Activation of Poly(ADP)-ribose Polymerase (PARP-1) Induces Release of the Pro-inflammatory Mediator HMGB1 from the Nucleus

• Published in: The Journal of biological chemistry Vol. 282; no. 24; pp. 17845 - 17854
• Main Authors: Ditsworth, Dara, Zong, Wei-Xing, Thompson, Craig B.
• Format: Journal Article
• Language: English
• Published: United States Elsevier Inc 15.06.2007; American Society for Biochemistry and Molecular Biology
• Subjects: Active Transport, Cell Nucleus - physiology; Amino Acid Sequence; Animals; Cell Death - physiology; Cell Line; Cell Nucleus - metabolism; DNA Damage; Enzyme Activation; HMGB1 Protein - metabolism; Mice; Mice, Knockout; Molecular Sequence Data; Poly (ADP-Ribose) Polymerase-1; Poly(ADP-ribose) Polymerases - genetics; Poly(ADP-ribose) Polymerases - metabolism
• ISSN: 0021-9258; 1083-351X
• DOI: 10.1074/jbc.M701465200

Necrotic cells release inflammatory mediators that activate cytokine production from innate immune cells. One mediator of this activation is high mobility group box 1 protein (HMGB1). HMGB1 is normally a chromatin-associated protein and is sequestered at condensed chromatin during apoptosis.

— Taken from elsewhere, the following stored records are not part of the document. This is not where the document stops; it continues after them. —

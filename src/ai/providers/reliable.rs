//! ReliableProvider — retry + fallback wrapper around any LLMProvider.

use std::sync::Arc;
use std::time::Duration;

use async_trait::async_trait;

use crate::ai::provider::{LLMProvider, Result, StreamResponse};
use crate::ai::types::{CompletionRequest, CompletionResponse};

/// Wraps a primary provider with retry-with-exponential-backoff and an
/// optional ordered fallback chain.
pub struct ReliableProvider {
    primary: Arc<dyn LLMProvider>,
    fallbacks: Vec<Arc<dyn LLMProvider>>,
    max_retries: u32,
    base_delay: Duration,
}

impl ReliableProvider {
    /// Create a new `ReliableProvider` with the given primary provider.
    pub fn new(primary: Arc<dyn LLMProvider>) -> Self {
        Self {
            primary,
            fallbacks: vec![],
            max_retries: 3,
            base_delay: Duration::from_millis(500),
        }
    }

    /// Set the retry configuration.
    pub fn with_retries(mut self, max_retries: u32, base_delay: Duration) -> Self {
        self.max_retries = max_retries;
        self.base_delay = base_delay;
        self
    }

    /// Add a fallback provider tried after all retries on the primary fail.
    pub fn with_fallback(mut self, provider: Arc<dyn LLMProvider>) -> Self {
        self.fallbacks.push(provider);
        self
    }
}

#[async_trait]
impl LLMProvider for ReliableProvider {
    async fn complete(&self, request: CompletionRequest) -> Result<CompletionResponse> {
        // Try primary with retries
        let mut last_err = String::new();
        for attempt in 0..=self.max_retries {
            if attempt > 0 {
                let delay = self.base_delay * 2u32.saturating_pow(attempt - 1);
                tokio::time::sleep(delay).await;
            }
            match self.primary.complete(request.clone()).await {
                Ok(resp) => return Ok(resp),
                Err(e) => last_err = e,
            }
        }

        // Retries exhausted — try fallbacks
        for fallback in &self.fallbacks {
            match fallback.complete(request.clone()).await {
                Ok(resp) => return Ok(resp),
                Err(e) => last_err = e,
            }
        }

        Err(format!("All providers failed. Last error: {last_err}"))
    }

    async fn stream(&self, request: CompletionRequest) -> Result<StreamResponse> {
        // Try primary with retries
        let mut last_err = String::new();
        for attempt in 0..=self.max_retries {
            if attempt > 0 {
                let delay = self.base_delay * 2u32.saturating_pow(attempt - 1);
                tokio::time::sleep(delay).await;
            }
            match self.primary.stream(request.clone()).await {
                Ok(stream) => return Ok(stream),
                Err(e) => last_err = e,
            }
        }

        // Retries exhausted — try fallbacks
        for fallback in &self.fallbacks {
            match fallback.stream(request.clone()).await {
                Ok(stream) => return Ok(stream),
                Err(e) => last_err = e,
            }
        }

        Err(format!("All providers failed. Last error: {last_err}"))
    }

    /// Returns the minimum context limit across the primary provider and all
    /// fallbacks so that callers never submit requests that would exceed a
    /// fallback provider's capacity.
    fn context_limit(&self) -> usize {
        self.fallbacks
            .iter()
            .map(|f| f.context_limit())
            .fold(self.primary.context_limit(), |min, limit| min.min(limit))
    }

    /// Returns `true` only when every provider in the chain (primary and all
    /// fallbacks) supports tool use, ensuring that tool-based requests remain
    /// valid after a fallback switch.
    fn supports_tools(&self) -> bool {
        self.primary.supports_tools() && self.fallbacks.iter().all(|f| f.supports_tools())
    }

    fn provider_name(&self) -> &str {
        self.primary.provider_name()
    }

    async fn warmup(&self) -> Result<()> {
        // Warm up primary; log failures but don't propagate (provider may come online later)
        if let Err(e) = self.primary.warmup().await {
            log::warn!(
                "ReliableProvider warmup failed for {}: {e}",
                self.primary.provider_name()
            );
        }
        Ok(())
    }
}

#[cfg(test)]
mod tests {
    use super::*;
    use crate::ai::provider::LLMProvider;
    use crate::ai::types::{CompletionRequest, CompletionResponse, StreamChunk};
    use async_trait::async_trait;
    use futures::stream;
    use std::sync::atomic::{AtomicU32, Ordering};
    use std::sync::Arc;

    /// Provider that always fails.
    struct AlwaysFailProvider {
        name: &'static str,
        call_count: Arc<AtomicU32>,
    }

    impl AlwaysFailProvider {
        fn new(name: &'static str) -> (Self, Arc<AtomicU32>) {
            let count = Arc::new(AtomicU32::new(0));
            (
                Self {
                    name,
                    call_count: count.clone(),
                },
                count,
            )
        }
    }

    #[async_trait]
    impl LLMProvider for AlwaysFailProvider {
        async fn complete(&self, _: CompletionRequest) -> Result<CompletionResponse> {
            self.call_count.fetch_add(1, Ordering::SeqCst);
            Err(format!("{} failed", self.name))
        }
        async fn stream(&self, _: CompletionRequest) -> Result<StreamResponse> {
            self.call_count.fetch_add(1, Ordering::SeqCst);
            Err(format!("{} stream failed", self.name))
        }
        fn context_limit(&self) -> usize {
            4096
        }
        fn supports_tools(&self) -> bool {
            false
        }
        fn provider_name(&self) -> &str {
            self.name
        }
    }

    /// Provider that always succeeds.
    struct AlwaysOkProvider;

    #[async_trait]
    impl LLMProvider for AlwaysOkProvider {
        async fn complete(&self, _: CompletionRequest) -> Result<CompletionResponse> {
            Ok(CompletionResponse {
                content: "ok".to_string(),
                model: "test".to_string(),
                usage: None,
                finish_reason: None,
            })
        }
        async fn stream(&self, _: CompletionRequest) -> Result<StreamResponse> {
            Ok(Box::pin(stream::empty::<Result<StreamChunk>>()))
        }
        fn context_limit(&self) -> usize {
            4096
        }
        fn supports_tools(&self) -> bool {
            false
        }
        fn provider_name(&self) -> &str {
            "always-ok"
        }
    }

    fn dummy_request() -> CompletionRequest {
        CompletionRequest::new("test-model", vec![])
    }

    #[tokio::test]
    async fn test_retries_on_primary_failure() {
        let (fail_provider, count) = AlwaysFailProvider::new("primary");
        let reliable = ReliableProvider::new(Arc::new(fail_provider))
            .with_retries(2, Duration::from_millis(1));

        let result = reliable.complete(dummy_request()).await;
        assert!(result.is_err());
        // 1 initial + 2 retries = 3 calls
        assert_eq!(count.load(Ordering::SeqCst), 3);
    }

    #[tokio::test]
    async fn test_fallback_chain_activated() {
        let (fail_primary, _) = AlwaysFailProvider::new("primary");
        let reliable = ReliableProvider::new(Arc::new(fail_primary))
            .with_retries(0, Duration::from_millis(1))
            .with_fallback(Arc::new(AlwaysOkProvider));

        let result = reliable.complete(dummy_request()).await;
        assert!(result.is_ok());
        assert_eq!(result.unwrap().content, "ok");
    }

    #[tokio::test]
    async fn test_max_retries_respected() {
        let (fail_provider, count) = AlwaysFailProvider::new("primary");
        let reliable = ReliableProvider::new(Arc::new(fail_provider))
            .with_retries(1, Duration::from_millis(1));

        let _ = reliable.complete(dummy_request()).await;
        assert_eq!(count.load(Ordering::SeqCst), 2); // 1 initial + 1 retry
    }

    #[tokio::test]
    async fn test_warmup_failure_does_not_propagate() {
        let (fail_provider, _) = AlwaysFailProvider::new("warmup-fail");
        let reliable = ReliableProvider::new(Arc::new(fail_provider))
            .with_retries(0, Duration::from_millis(1));

        // warmup() should succeed even though underlying provider would fail complete/stream
        assert!(reliable.warmup().await.is_ok());
    }
}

How it is released from chromatin during necrotic cell death is not known. Here we show that after DNA-alkylating damage, the activation of poly(ADP)-ribose polymerase (PARP) regulates the translocation of HMGB1 from the nucleus to the cytosol. This displaced HMGB1 is subject to release if the cell then loses plasma membrane integrity as a result of necrosis. Both full-length HMGB1 and a truncated form of HMGB1 lacking the highly conserved glutamate-rich C-terminal tail can induce macrophage activation and tumor necrosis factor-α production. However, displacement of HMGB1 from the nucleus following PARP activation requires the presence of the glutamate-rich C-terminal tail. Although the C-terminal tail is not the sole substrate for PARP modification of HMGB1, it appears to be required to destabilize HMGB1 association with chromatin following PARP-dependent chromatin modifications. These data suggest that PARP-dependent nuclear-to-cytosolic translocation of HMGB1 serves to establish the ability of cells to release this potent inflammatory mediator upon subsequent necrotic death.